Marsh dan Stoker 2011 melihat politik dalam dua pendekatan, yaitu pertama politik menentukan bidang penyelidikan dengan merujuk pada
arena atau himpunan institusi tertentu. Fokus kajian pada pendekatan ini
adalah politik behavioralis, teori pilihan rasional dan analisis identifikasi yang banyak digunakan untuk analisis politik yang berkaitan dengan
kegiatan pemerintahan dan kekuasaan yang terdapat di dalamnya. Kedua, politik dipandang sebagai suatu proses sosial yang dapat diobservasi
dalam berbagai setting, yaitu membahas tentang pembagian kekuasaan yang tidak seimbang dalam masyarakat, bagaimana perjuangan untuk
mendapatkan kekuasaan dilakukan dan dampaknya terhadap penciptaan dan pembagian modal sosial, kesempatan hidup, dan kesejahteraan.
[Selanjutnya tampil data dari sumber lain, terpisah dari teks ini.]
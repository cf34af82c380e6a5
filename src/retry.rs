//! Bounded retries with capped exponential backoff.
//!
//! Each failure is classified through [`RemoteError::is_retryable`]. Fatal
//! failures and the final attempt propagate immediately; everything else waits
//! on a tokio timer before trying again.

use color_eyre::{eyre::eyre, Result};
use serde::Deserialize;
use std::future::Future;
use std::time::Duration;
use thiserror::Error;
use tracing::{debug, warn};

use crate::remote::{ErrorKind, RemoteError};

/// Retry policy. Every field is required; there are no hidden defaults.
#[derive(Debug, Clone, Copy, PartialEq, Deserialize)]
#[serde(try_from = "RawRetryConfig")]
pub struct RetryConfig {
  max_attempts: u32,
  initial_delay: Duration,
  backoff_multiplier: f64,
  max_delay: Duration,
}

#[derive(Deserialize)]
struct RawRetryConfig {
  max_attempts: u32,
  initial_delay_ms: u64,
  backoff_multiplier: f64,
  max_delay_ms: u64,
}

impl TryFrom<RawRetryConfig> for RetryConfig {
  type Error = String;

  fn try_from(raw: RawRetryConfig) -> std::result::Result<Self, Self::Error> {
    RetryConfig::new(
      raw.max_attempts,
      Duration::from_millis(raw.initial_delay_ms),
      raw.backoff_multiplier,
      Duration::from_millis(raw.max_delay_ms),
    )
    .map_err(|e| e.to_string())
  }
}

impl RetryConfig {
  pub fn new(
    max_attempts: u32,
    initial_delay: Duration,
    backoff_multiplier: f64,
    max_delay: Duration,
  ) -> Result<Self> {
    if max_attempts < 1 {
      return Err(eyre!("retry.max_attempts must be at least 1, got {}", max_attempts));
    }
    if !backoff_multiplier.is_finite() || backoff_multiplier < 1.0 {
      return Err(eyre!(
        "retry.backoff_multiplier must be a finite number >= 1.0, got {}",
        backoff_multiplier
      ));
    }

    Ok(Self {
      max_attempts,
      initial_delay,
      backoff_multiplier,
      max_delay,
    })
  }

  pub fn max_attempts(&self) -> u32 {
    self.max_attempts
  }

  pub fn initial_delay(&self) -> Duration {
    self.initial_delay
  }

  pub fn backoff_multiplier(&self) -> f64 {
    self.backoff_multiplier
  }

  pub fn max_delay(&self) -> Duration {
    self.max_delay
  }

  /// Wait after the failed attempt at zero-based `index`:
  /// `initial_delay * backoff_multiplier^index`, clamped to `max_delay`.
  pub fn delay_for(&self, index: u32) -> Duration {
    let max_nanos = self.max_delay.as_nanos() as f64;
    let exponent = i32::try_from(index).unwrap_or(i32::MAX);
    let nanos = self.initial_delay.as_nanos() as f64 * self.backoff_multiplier.powi(exponent);
    if nanos >= max_nanos {
      return self.max_delay;
    }
    Duration::from_nanos(nanos.round() as u64)
  }

  /// The waits taken between attempts when every attempt fails with a
  /// retryable error: `max_attempts - 1` entries.
  pub fn delays(&self) -> Vec<Duration> {
    (0..self.max_attempts - 1).map(|i| self.delay_for(i)).collect()
  }
}

/// Whether an attempt's failure allowed another try.
#[derive(Debug, Clone, Copy, PartialEq, Eq)]
pub enum AttemptOutcome {
  Retryable,
  Fatal,
}

/// Record of one failed attempt. Lives only as long as the call that made it,
/// and is handed back inside [`RetryError`].
#[derive(Debug, Clone, PartialEq)]
pub struct RetryAttempt {
  /// Zero-based attempt index
  pub index: u32,
  /// Wait taken after this attempt (zero for the terminal one)
  pub backoff: Duration,
  pub outcome: AttemptOutcome,
  pub kind: ErrorKind,
}

/// Failure of [`execute_with_retry`].
#[derive(Debug, Clone, Error)]
pub enum RetryError {
  #[error("Network exhausted after {} attempts: {last}", attempts.len())]
  Exhausted {
    attempts: Vec<RetryAttempt>,
    last: RemoteError,
  },

  #[error("Fatal error on attempt {}: {last}", attempts.len())]
  Fatal {
    attempts: Vec<RetryAttempt>,
    last: RemoteError,
  },
}

impl RetryError {
  pub fn attempts(&self) -> &[RetryAttempt] {
    match self {
      RetryError::Exhausted { attempts, .. } | RetryError::Fatal { attempts, .. } => attempts,
    }
  }

  pub fn last_error(&self) -> &RemoteError {
    match self {
      RetryError::Exhausted { last, .. } | RetryError::Fatal { last, .. } => last,
    }
  }

  pub fn kind(&self) -> ErrorKind {
    self.last_error().kind()
  }
}

/// Run `operation` until it succeeds, fails fatally, or runs out of attempts.
///
/// Waits are `tokio::time::sleep`, so dropping the returned future cancels both
/// the in-flight attempt and any pending wait.
pub async fn execute_with_retry<T, F, Fut>(
  config: &RetryConfig,
  mut operation: F,
) -> std::result::Result<T, RetryError>
where
  F: FnMut() -> Fut,
  Fut: Future<Output = std::result::Result<T, RemoteError>>,
{
  let mut attempts = Vec::new();
  let mut attempt = 0u32;

  loop {
    let err = match operation().await {
      Ok(value) => {
        debug!(attempt, "execute_with_retry: success");
        return Ok(value);
      }
      Err(e) => e,
    };

    let kind = err.kind();
    let is_last = attempt + 1 >= config.max_attempts;

    if !err.is_retryable() {
      debug!(attempt, ?kind, error = %err, "execute_with_retry: fatal error");
      attempts.push(RetryAttempt {
        index: attempt,
        backoff: Duration::ZERO,
        outcome: AttemptOutcome::Fatal,
        kind,
      });
      return Err(RetryError::Fatal { attempts, last: err });
    }

    if is_last {
      warn!(attempt, ?kind, error = %err, "execute_with_retry: attempts exhausted");
      attempts.push(RetryAttempt {
        index: attempt,
        backoff: Duration::ZERO,
        outcome: AttemptOutcome::Retryable,
        kind,
      });
      return Err(RetryError::Exhausted { attempts, last: err });
    }

    let backoff = config.delay_for(attempt);
    warn!(
      attempt,
      backoff_ms = backoff.as_millis() as u64,
      error = %err,
      "execute_with_retry: retrying after transient error"
    );
    attempts.push(RetryAttempt {
      index: attempt,
      backoff,
      outcome: AttemptOutcome::Retryable,
      kind,
    });

    tokio::time::sleep(backoff).await;
    attempt += 1;
  }
}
Modal sosial adalah kekuatan yang dimiliki oleh suatu masyarakat karena adanya saling kepercayaan, jejaring, komunikasi, hirarki
kepemimpinan dan norma tertentu yang diakui bersama Putnam et al. 1993. Sedangkan menurut Bourdieu dan Wacquant 1992 yang disitir
oleh Gauntlett 2011 dan Suminar 2013 menyebutkan bahwa modal sosial adalah kumpulan sumberdaya, baik aktual atau virtual, yang
terdapat pada seorang individu atau kelompok melalui kepemilikan aset yang ada pada suatu jaringan dan relasi pertemanan. Selain itu, modal
sosial merupakan sebuah sumberdaya yang dibangun berdasarkan kepercayaan trust dan pemberian nilai shared value serta terbangun
dari rajutan kebersamaan dari orang-orang yang ada dalam komunitas Coleman 1988; Gauntlett 2011. Dalam situasi tertentu, modal sosial
dapat bertransformasi menjadi modal politik dimana kekuatan-kekuatan sosial yang melekat pada diri individu dan atau komunitas secara nyata
dapat mempengaruhi pengambilan kebijakan dalam suatu proses politik Birner Wittmer 2000.